Visually, Beauty is unimpeachable (although the shots themselves may be questionable, as I explain below), and director of photography Jamie Ramsay deserves much acclaim for his stunning, crisp compositions. The intention behind the film is equally noteworthy, as the story of a man whose secret of homosexual attraction ultimately almost destroys him is one that is absolutely necessary for a generation growing up on a staple of mostly uncritically positive depictions of gay characters and lives.

It is not an easy film to watch, as Hermanus’s view of humanity (and particularly of his main character) is unflinchingly pessimistic, and François does not get a moment to relax and be happy. He is always either delusional or suffering because of his desire to get closer to Christian. He doesn’t know what he wants exactly, but he finds himself drawn like a moth to a flame. A comparison to Taxi Driver’s Travis Bickle, or The Searchers’s Ethan Edwards, would not be entirely inappropriate, as the obsession of saving someone who does not wish or need to be saved is central to understanding the character here.

Another reason why Beauty is a difficult experience is because of its contemplative pace, which is not always useful. While the few long takes that project François’s point of view have a clear purpose, others are used less sparingly and are more taxing for the viewer. For example, why do we have to be subjected to a static shot of more than 15 seconds of a dim kitchen, shown in the early morning hours, before a character arrives to do something as captivating as… buttoning his shirt?

Hermanus’s plan to have the viewer slide in and out of François’s position is executed a bit ham-handedly, as Christian sometimes looks straight into the camera (which happens briefly in the opening scene, and at least once more later in the film), but he also looks just past the frame, and at the end, he is replaced by another character who looks straight at us/François. This mishmash signals confusion on the part of the director, who nonetheless handles the rest of his material very assuredly, like an illusionist whose tricks barely engage but still intrigue us because we cannot discern exactly how he performs them so seamlessly, fooling us every time.

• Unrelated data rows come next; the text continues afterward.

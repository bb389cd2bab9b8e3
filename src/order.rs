//! Order resolution: turning on-disk entries plus an [`OrderFile`] into the
//! final visible sequence.
//!
//! ## Algorithm
//!
//! ```text
//! candidates ──► drop hidden (dot-marked in .order)
//!            ──► ranked:    each .order entry, matched to a candidate by
//!                           basename (exact first, then case-insensitive),
//!                           first occurrence wins, unmatched entries dropped
//!            ──► remainder: every visible candidate not ranked,
//!                           natural-sorted (case-insensitive, img2 < img10)
//! result = ranked ++ remainder       (a permutation of the visible set)
//! ```
//!
//! Callers pass only entries of the relevant kind (subfolders, images,
//! project names, registry keys) and have already removed dot-named entries.

use crate::directives::OrderFile;
use crate::naming::basename;
use std::cmp::Ordering;

/// Order plain names. See [`resolve_order_by`].
pub fn resolve_order(candidates: Vec<String>, order: &OrderFile) -> Vec<String> {
    resolve_order_by(candidates, order, |s| s.as_str(), |s| s.as_str())
}

/// Order arbitrary items by an identifying name.
///
/// `name` is what `.order` lines and hidden markers are matched against;
/// `sort_key` is what the unlisted remainder is naturally sorted by (ties fall
/// back to `name`, so the result is deterministic).
pub fn resolve_order_by<T>(
    candidates: Vec<T>,
    order: &OrderFile,
    name: impl Fn(&T) -> &str,
    sort_key: impl Fn(&T) -> &str,
) -> Vec<T> {
    let mut pool: Vec<Option<T>> = candidates
        .into_iter()
        .filter(|c| !order.is_hidden(name(c)))
        .map(Some)
        .collect();

    let mut ranked = Vec::new();
    for entry in &order.order {
        let wanted = basename(entry);
        let exact = pool
            .iter()
            .position(|slot| slot.as_ref().is_some_and(|c| name(c) == wanted));
        let found = exact.or_else(|| {
            let lower = wanted.to_lowercase();
            pool.iter().position(|slot| {
                slot.as_ref()
                    .is_some_and(|c| name(c).to_lowercase() == lower)
            })
        });
        if let Some(item) = found.and_then(|i| pool[i].take()) {
            ranked.push(item);
        }
    }

    let mut remainder: Vec<T> = pool.into_iter().flatten().collect();
    remainder.sort_by(|a, b| {
        natural_cmp(sort_key(a), sort_key(b)).then_with(|| natural_cmp(name(a), name(b)))
    });

    ranked.extend(remainder);
    ranked
}

#[derive(Debug, PartialEq, Eq)]
enum Chunk<'a> {
    Digits(&'a str),
    Text(&'a str),
}

fn chunks(s: &str) -> Vec<Chunk<'_>> {
    let mut out = Vec::new();
    let mut start = 0;
    let mut digits: Option<bool> = None;
    for (i, c) in s.char_indices() {
        let is_digit = c.is_ascii_digit();
        match digits {
            Some(d) if d != is_digit => {
                out.push(chunk(&s[start..i], d));
                start = i;
            }
            _ => {}
        }
        digits = Some(is_digit);
    }
    if let Some(d) = digits {
        out.push(chunk(&s[start..], d));
    }
    out
}

fn chunk(s: &str, digits: bool) -> Chunk<'_> {
    if digits { Chunk::Digits(s) } else { Chunk::Text(s) }
}

fn cmp_digits(a: &str, b: &str) -> Ordering {
    let a_trim = a.trim_start_matches('0');
    let b_trim = b.trim_start_matches('0');
    a_trim
        .len()
        .cmp(&b_trim.len())
        .then_with(|| a_trim.cmp(b_trim))
}

/// Natural, case- and accent-insensitive comparison.
///
/// Digit runs compare by numeric value (`img2` < `img10`, no overflow for
/// long runs); text compares after folding to lowercase ASCII. Names equal
/// under folding fall back to a plain byte comparison so the order is total.
pub fn natural_cmp(a: &str, b: &str) -> Ordering {
    let fa = deunicode::deunicode(a).to_lowercase();
    let fb = deunicode::deunicode(b).to_lowercase();
    let (ca, cb) = (chunks(&fa), chunks(&fb));

    for (x, y) in ca.iter().zip(cb.iter()) {
        let ord = match (x, y) {
            (Chunk::Digits(x), Chunk::Digits(y)) => cmp_digits(x, y),
            (Chunk::Digits(x), Chunk::Text(y)) | (Chunk::Text(x), Chunk::Digits(y)) => x.cmp(y),
            (Chunk::Text(x), Chunk::Text(y)) => x.cmp(y),
        };
        if ord != Ordering::Equal {
            return ord;
        }
    }
    ca.len().cmp(&cb.len()).then_with(|| a.cmp(b))
}
impl FolderNode {
    /// Shallow counts: images for a gallery, subfolders for an index.
    pub fn counts(&self) -> Counts {
        match &self.content {
            FolderContent::Index(children) => Counts {
                images: 0,
                folders: children.len(),
            },
            FolderContent::Gallery(images) => Counts {
                images: images.len(),
                folders: 0,
            },
        }
    }

    /// How a parent lists this folder.
    pub fn card(&self) -> FolderCard {
        FolderCard {
            name: self.name.clone(),
            display_name: self.display_name.clone(),
            path: self.url.clone(),
            cover: self.cover.as_ref().map(|c| c.url.clone()),
            cover_meta: self.cover.as_ref().and_then(|c| c.meta.clone()),
            counts: self.counts(),
        }
    }

    pub fn manifest(&self) -> Manifest {
        let cover = self.cover.as_ref().map(|c| c.url.clone());
        let cover_meta = self.cover.as_ref().and_then(|c| c.meta.clone());
        match &self.content {
            FolderContent::Index(children) => Manifest::FolderIndex(FolderIndex {
                cover,
                cover_meta,
                children: children.iter().map(FolderNode::card).collect(),
                directives: self.directives,
            }),
            FolderContent::Gallery(images) => Manifest::LeafGallery(LeafGallery {
                cover,
                cover_meta,
                items: images.iter().map(GalleryImage::item).collect(),
                directives: self.directives,
            }),
        }
    }

    /// Resolved names for the folder's convenience listing.
    pub fn listing(&self) -> Vec<String> {
        match &self.content {
            FolderContent::Index(children) => children.iter().map(|c| c.name.clone()).collect(),
            FolderContent::Gallery(images) => images.iter().map(|i| i.name.clone()).collect(),
        }
    }

    /// This folder and every descendant, children before parents.
    pub fn post_order(&self) -> Vec<&FolderNode> {
        let mut out = Vec::new();
        self.collect_post_order(&mut out);
        out
    }

    fn collect_post_order<'a>(&'a self, out: &mut Vec<&'a FolderNode>) {
        if let FolderContent::Index(children) = &self.content {
            for child in children {
                child.collect_post_order(out);
            }
        }
        out.push(self);
    }
}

In this tragic tale of a man whose unrequited lust leads him to revert to the most primitive of behaviours – fitting the stereotype of the macho guy taking, nay violently grabbing, what he wants with utter disregard for the other party – we are urged to share his point of view, but there is little for us to empathise with. The mood is sombre throughout, and Hermanus’s pitch-black vision of his protagonist’s existence never draws us in through the participatory experiences that small moments of happiness would have brought.

Not a thriller and not really a character study, Beauty’s redeeming characteristic is its director’s firm hand, but a collection of technically flawless pieces does not a great film make. Slow cinema, which this film at times intends to emulate, is the domain of poets whose messages are related to us as dreams that are visionary and not just visual. Beauty, by contrast, has a story with precious little to chew on and that ought to have been told in the most immediate manner possible.

This is a beautiful film that sometimes carefully considers and depicts the life of a man whose secret is slowly devouring him, but the story’s loose ends and the director’s persistent determination to obfuscate instead of answering our questions cannot hide the fact that there is less going on here than there ought to be.